§ **TASK REQUIREMENTS**
Find the line containing "Locates the main" in the records below. Copy exactly that line and each one after it, ending at the line containing "use log::debug;", and nothing more.

§ **EXERCISE DATA**
* * * * *
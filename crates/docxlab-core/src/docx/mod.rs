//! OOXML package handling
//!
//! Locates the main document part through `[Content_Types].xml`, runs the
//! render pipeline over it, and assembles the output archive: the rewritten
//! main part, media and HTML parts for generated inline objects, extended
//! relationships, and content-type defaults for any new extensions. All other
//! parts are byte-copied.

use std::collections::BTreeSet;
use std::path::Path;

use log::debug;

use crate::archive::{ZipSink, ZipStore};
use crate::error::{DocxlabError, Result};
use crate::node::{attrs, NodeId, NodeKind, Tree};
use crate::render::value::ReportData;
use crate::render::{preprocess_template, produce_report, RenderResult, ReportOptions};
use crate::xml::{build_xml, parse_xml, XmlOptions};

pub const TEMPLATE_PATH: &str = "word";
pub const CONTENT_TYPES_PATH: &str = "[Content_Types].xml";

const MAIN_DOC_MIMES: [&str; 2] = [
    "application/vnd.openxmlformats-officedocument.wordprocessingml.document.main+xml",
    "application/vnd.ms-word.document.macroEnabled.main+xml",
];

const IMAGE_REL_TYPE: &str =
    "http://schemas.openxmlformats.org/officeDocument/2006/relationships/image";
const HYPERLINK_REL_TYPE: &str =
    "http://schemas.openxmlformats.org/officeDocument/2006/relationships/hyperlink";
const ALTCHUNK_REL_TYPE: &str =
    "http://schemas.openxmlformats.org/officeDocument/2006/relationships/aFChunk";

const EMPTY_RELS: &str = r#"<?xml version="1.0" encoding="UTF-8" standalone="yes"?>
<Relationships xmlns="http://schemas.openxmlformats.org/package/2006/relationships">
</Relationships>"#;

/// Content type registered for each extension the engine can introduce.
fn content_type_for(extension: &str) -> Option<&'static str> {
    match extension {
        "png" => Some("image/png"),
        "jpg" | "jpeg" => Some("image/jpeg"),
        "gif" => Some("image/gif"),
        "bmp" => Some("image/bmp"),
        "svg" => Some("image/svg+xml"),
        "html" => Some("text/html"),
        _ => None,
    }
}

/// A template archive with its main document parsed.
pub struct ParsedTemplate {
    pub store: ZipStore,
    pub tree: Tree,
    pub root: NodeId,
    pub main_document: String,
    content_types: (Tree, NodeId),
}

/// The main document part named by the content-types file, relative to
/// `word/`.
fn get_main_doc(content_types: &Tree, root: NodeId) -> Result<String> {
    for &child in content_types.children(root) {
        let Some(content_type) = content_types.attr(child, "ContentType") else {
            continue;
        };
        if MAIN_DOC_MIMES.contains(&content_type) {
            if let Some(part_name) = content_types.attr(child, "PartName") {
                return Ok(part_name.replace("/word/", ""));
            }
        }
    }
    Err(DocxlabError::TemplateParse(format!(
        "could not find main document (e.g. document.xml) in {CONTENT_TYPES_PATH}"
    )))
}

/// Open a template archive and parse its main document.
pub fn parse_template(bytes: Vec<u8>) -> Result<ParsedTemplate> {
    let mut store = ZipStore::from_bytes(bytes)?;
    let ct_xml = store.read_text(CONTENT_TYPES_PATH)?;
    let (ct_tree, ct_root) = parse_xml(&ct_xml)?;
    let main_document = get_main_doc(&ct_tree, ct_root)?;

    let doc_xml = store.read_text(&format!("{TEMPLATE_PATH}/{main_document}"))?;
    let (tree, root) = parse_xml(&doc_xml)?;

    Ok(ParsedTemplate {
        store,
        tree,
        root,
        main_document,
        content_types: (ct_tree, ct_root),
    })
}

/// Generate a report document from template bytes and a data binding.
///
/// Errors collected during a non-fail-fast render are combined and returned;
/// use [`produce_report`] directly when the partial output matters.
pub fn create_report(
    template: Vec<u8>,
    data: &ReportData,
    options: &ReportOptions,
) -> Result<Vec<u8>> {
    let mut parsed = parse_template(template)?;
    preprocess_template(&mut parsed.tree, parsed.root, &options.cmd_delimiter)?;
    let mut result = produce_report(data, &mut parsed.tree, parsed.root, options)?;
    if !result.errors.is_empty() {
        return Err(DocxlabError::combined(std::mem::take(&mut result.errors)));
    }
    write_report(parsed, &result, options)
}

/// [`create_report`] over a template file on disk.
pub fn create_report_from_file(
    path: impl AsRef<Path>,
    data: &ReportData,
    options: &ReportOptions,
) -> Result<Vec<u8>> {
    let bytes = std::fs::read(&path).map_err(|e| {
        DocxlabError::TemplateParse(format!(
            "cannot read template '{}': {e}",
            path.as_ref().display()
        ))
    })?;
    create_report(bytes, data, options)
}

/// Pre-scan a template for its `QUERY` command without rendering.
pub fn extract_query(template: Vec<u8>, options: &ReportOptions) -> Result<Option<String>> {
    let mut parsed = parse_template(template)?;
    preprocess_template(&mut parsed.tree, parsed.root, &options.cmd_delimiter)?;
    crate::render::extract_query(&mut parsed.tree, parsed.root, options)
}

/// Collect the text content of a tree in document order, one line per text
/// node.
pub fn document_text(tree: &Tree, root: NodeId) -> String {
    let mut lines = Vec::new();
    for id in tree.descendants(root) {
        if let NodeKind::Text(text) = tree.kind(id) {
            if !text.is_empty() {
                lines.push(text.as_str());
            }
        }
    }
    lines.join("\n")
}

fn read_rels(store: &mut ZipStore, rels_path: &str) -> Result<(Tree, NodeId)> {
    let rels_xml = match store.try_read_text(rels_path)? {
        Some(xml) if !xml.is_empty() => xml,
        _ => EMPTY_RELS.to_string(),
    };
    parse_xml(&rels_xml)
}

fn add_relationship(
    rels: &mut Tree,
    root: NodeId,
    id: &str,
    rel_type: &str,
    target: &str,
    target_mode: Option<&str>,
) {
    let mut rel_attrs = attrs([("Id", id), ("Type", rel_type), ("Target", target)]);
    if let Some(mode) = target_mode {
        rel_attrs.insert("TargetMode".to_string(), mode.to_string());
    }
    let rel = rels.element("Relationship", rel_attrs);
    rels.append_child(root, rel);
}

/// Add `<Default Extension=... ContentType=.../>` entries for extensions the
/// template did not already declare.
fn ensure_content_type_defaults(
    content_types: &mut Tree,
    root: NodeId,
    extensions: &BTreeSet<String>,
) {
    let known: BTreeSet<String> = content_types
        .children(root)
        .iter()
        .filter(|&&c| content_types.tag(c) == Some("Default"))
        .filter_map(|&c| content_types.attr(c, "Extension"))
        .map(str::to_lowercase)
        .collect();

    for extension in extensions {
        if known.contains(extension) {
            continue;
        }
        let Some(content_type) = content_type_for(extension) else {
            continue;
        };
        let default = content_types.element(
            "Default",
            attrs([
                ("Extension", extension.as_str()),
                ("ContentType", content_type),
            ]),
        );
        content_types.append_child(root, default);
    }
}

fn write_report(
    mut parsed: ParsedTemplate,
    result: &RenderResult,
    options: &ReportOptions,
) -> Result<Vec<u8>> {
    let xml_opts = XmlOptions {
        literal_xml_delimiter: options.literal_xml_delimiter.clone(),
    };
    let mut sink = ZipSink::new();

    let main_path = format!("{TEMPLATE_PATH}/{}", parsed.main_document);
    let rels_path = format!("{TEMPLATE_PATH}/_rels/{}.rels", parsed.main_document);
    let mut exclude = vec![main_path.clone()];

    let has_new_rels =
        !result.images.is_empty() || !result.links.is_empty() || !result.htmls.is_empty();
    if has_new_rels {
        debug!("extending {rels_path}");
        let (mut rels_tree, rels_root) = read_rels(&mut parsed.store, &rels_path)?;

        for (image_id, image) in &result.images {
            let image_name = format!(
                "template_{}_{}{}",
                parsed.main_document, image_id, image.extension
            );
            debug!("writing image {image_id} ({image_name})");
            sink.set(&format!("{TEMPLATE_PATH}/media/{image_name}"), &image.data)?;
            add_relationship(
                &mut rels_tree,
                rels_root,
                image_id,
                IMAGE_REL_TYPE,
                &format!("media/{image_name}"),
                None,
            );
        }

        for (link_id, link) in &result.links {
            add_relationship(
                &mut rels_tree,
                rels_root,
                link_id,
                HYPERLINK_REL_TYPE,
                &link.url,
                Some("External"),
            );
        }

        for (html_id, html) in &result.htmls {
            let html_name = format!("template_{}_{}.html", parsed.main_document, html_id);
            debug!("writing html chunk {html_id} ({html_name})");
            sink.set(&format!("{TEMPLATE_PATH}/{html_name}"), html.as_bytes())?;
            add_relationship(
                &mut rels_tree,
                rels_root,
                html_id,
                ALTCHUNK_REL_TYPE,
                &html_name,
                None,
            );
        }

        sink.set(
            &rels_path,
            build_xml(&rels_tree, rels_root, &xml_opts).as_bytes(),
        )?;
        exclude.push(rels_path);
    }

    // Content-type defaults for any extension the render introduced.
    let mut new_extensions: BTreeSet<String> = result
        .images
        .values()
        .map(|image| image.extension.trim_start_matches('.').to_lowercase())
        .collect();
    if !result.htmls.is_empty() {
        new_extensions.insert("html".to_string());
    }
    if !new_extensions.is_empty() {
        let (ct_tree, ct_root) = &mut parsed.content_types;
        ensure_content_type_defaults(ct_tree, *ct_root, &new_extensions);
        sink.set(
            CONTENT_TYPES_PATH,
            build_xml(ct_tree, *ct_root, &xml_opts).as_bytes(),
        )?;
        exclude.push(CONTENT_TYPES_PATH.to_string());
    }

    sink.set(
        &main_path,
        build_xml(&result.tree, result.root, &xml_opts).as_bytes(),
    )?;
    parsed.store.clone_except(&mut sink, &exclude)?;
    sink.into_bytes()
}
* * * * *
§ **SOLUTION TO THIS EXERCISE**
//! Locates the main document part through `[Content_Types].xml`, runs the
//! render pipeline over it, and assembles the output archive: the rewritten
//! main part, media and HTML parts for generated inline objects, extended
//! relationships, and content-type defaults for any new extensions. All other
//! parts are byte-copied.

use std::collections::BTreeSet;
use std::path::Path;

use log::debug;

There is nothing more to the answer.